--- Try it ---
Where a line below holds the string "platform", count it; then give the total without any other words.

[Saved data entries]

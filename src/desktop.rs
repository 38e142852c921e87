// SPDX-License-Identifier: MIT
// SPDX-FileCopyrightText: 2025 Jonathan D. A. Jewell <hyperpolymath>

//! Desktop alerts for newly downloaded images

use std::path::{Path, PathBuf};
use std::process::Stdio;
use std::sync::Arc;
use tokio::process::Command;
use tracing::{debug, info};

use crate::config::NotificationConfig;
use crate::{BucketwatchError, Result};

/// Local alert surface. Calls return once the alert is dispatched;
/// spawned helpers are reaped by the tokio runtime.
pub trait DesktopNotifier: Send + Sync {
    /// Show a notification with `title` and `body`
    fn notify(&self, title: &str, body: &str) -> Result<()>;

    /// Play the audible alert, if any
    fn play_alert(&self) -> Result<()>;
}

/// Shells out to the platform notifier and audio player
pub struct SystemNotifier {
    sound: Option<PathBuf>,
}

impl SystemNotifier {
    pub fn new(sound: Option<PathBuf>) -> Self {
        Self { sound }
    }
}

fn spawn_detached(command: &mut Command) -> Result<()> {
    command
        .stdin(Stdio::null())
        .stdout(Stdio::null())
        .stderr(Stdio::null())
        .spawn()
        .map(|_| ())
        .map_err(|e| {
            BucketwatchError::Notification(format!("{:?}: {}", command.as_std().get_program(), e))
        })
}

#[cfg(target_os = "linux")]
fn notify_command(title: &str, body: &str) -> Option<Command> {
    let mut command = Command::new("notify-send");
    command.args(["--urgency=critical", title, body]);
    Some(command)
}

#[cfg(target_os = "linux")]
fn sound_command(sound: &Path) -> Option<Command> {
    let mut command = Command::new("paplay");
    command.arg(sound);
    Some(command)
}

#[cfg(target_os = "macos")]
fn applescript_quote(s: &str) -> String {
    format!("\"{}\"", s.replace('\\', "\\\\").replace('"', "\\\""))
}

#[cfg(target_os = "macos")]
fn notify_command(title: &str, body: &str) -> Option<Command> {
    let script = format!(
        "display notification {} with title {}",
        applescript_quote(body),
        applescript_quote(title)
    );
    let mut command = Command::new("osascript");
    command.args(["-e", &script]);
    Some(command)
}

#[cfg(target_os = "macos")]
fn sound_command(sound: &Path) -> Option<Command> {
    let mut command = Command::new("afplay");
    command.arg(sound);
    Some(command)
}

#[cfg(target_os = "windows")]
fn powershell_quote(s: &str) -> String {
    format!("'{}'", s.replace('\'', "''"))
}

#[cfg(target_os = "windows")]
fn notify_command(title: &str, body: &str) -> Option<Command> {
    let script = format!(
        "[reflection.assembly]::loadwithpartialname('System.Windows.Forms') | Out-Null; \
         $n = New-Object System.Windows.Forms.NotifyIcon; \
         $n.Icon = [System.Drawing.SystemIcons]::Information; \
         $n.Visible = $true; $n.ShowBalloonTip(5000, {}, {}, 'Info')",
        powershell_quote(title),
        powershell_quote(body)
    );
    let mut command = Command::new("powershell");
    command.args(["-NoProfile", "-Command", &script]);
    Some(command)
}

#[cfg(target_os = "windows")]
fn sound_command(sound: &Path) -> Option<Command> {
    let script = format!(
        "(New-Object Media.SoundPlayer {}).PlaySync()",
        powershell_quote(&sound.to_string_lossy())
    );
    let mut command = Command::new("powershell");
    command.args(["-NoProfile", "-Command", &script]);
    Some(command)
}

#[cfg(not(any(target_os = "linux", target_os = "macos", target_os = "windows")))]
fn notify_command(_title: &str, _body: &str) -> Option<Command> {
    None
}

#[cfg(not(any(target_os = "linux", target_os = "macos", target_os = "windows")))]
fn sound_command(_sound: &Path) -> Option<Command> {
    None
}

impl DesktopNotifier for SystemNotifier {
    fn notify(&self, title: &str, body: &str) -> Result<()> {
        debug!("Desktop notification: {} - {}", title, body);
        let mut command = notify_command(title, body).ok_or_else(|| {
            BucketwatchError::Notification("no notifier for this platform".to_string())
        })?;
        spawn_detached(&mut command)
    }

    fn play_alert(&self) -> Result<()> {
        let Some(sound) = &self.sound else {
            return Ok(());
        };
        if !sound.exists() {
            return Err(BucketwatchError::Notification(format!("sound file missing: {:?}", sound)));
        }
        let mut command = sound_command(sound).ok_or_else(|| {
            BucketwatchError::Notification("no audio player for this platform".to_string())
        })?;
        spawn_detached(&mut command)
    }
}

/// Writes alerts to the log only
pub struct LogNotifier;

impl DesktopNotifier for LogNotifier {
    fn notify(&self, title: &str, body: &str) -> Result<()> {
        info!("{}: {}", title, body);
        Ok(())
    }

    fn play_alert(&self) -> Result<()> {
        Ok(())
    }
}

/// Pick the notifier described by `config`
pub fn from_config(config: &NotificationConfig) -> Arc<dyn DesktopNotifier> {
    if config.enabled {
        Arc::new(SystemNotifier::new(config.sound.as_ref().map(PathBuf::from)))
    } else {
        Arc::new(LogNotifier)
    }
}

#[cfg(test)]
mod tests {
    use super::*;

    #[test]
    fn test_log_notifier_never_fails() {
        assert!(LogNotifier.notify("t", "b").is_ok());
        assert!(LogNotifier.play_alert().is_ok());
    }

    #[test]
    fn test_missing_sound_is_an_error() {
        let notifier = SystemNotifier::new(Some(PathBuf::from("/definitely/not/here.mp3")));
        assert!(matches!(notifier.play_alert(), Err(BucketwatchError::Notification(_))));
    }

    #[test]
    fn test_no_sound_is_silent() {
        assert!(SystemNotifier::new(None).play_alert().is_ok());
    }
}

--- Result of this task ---
3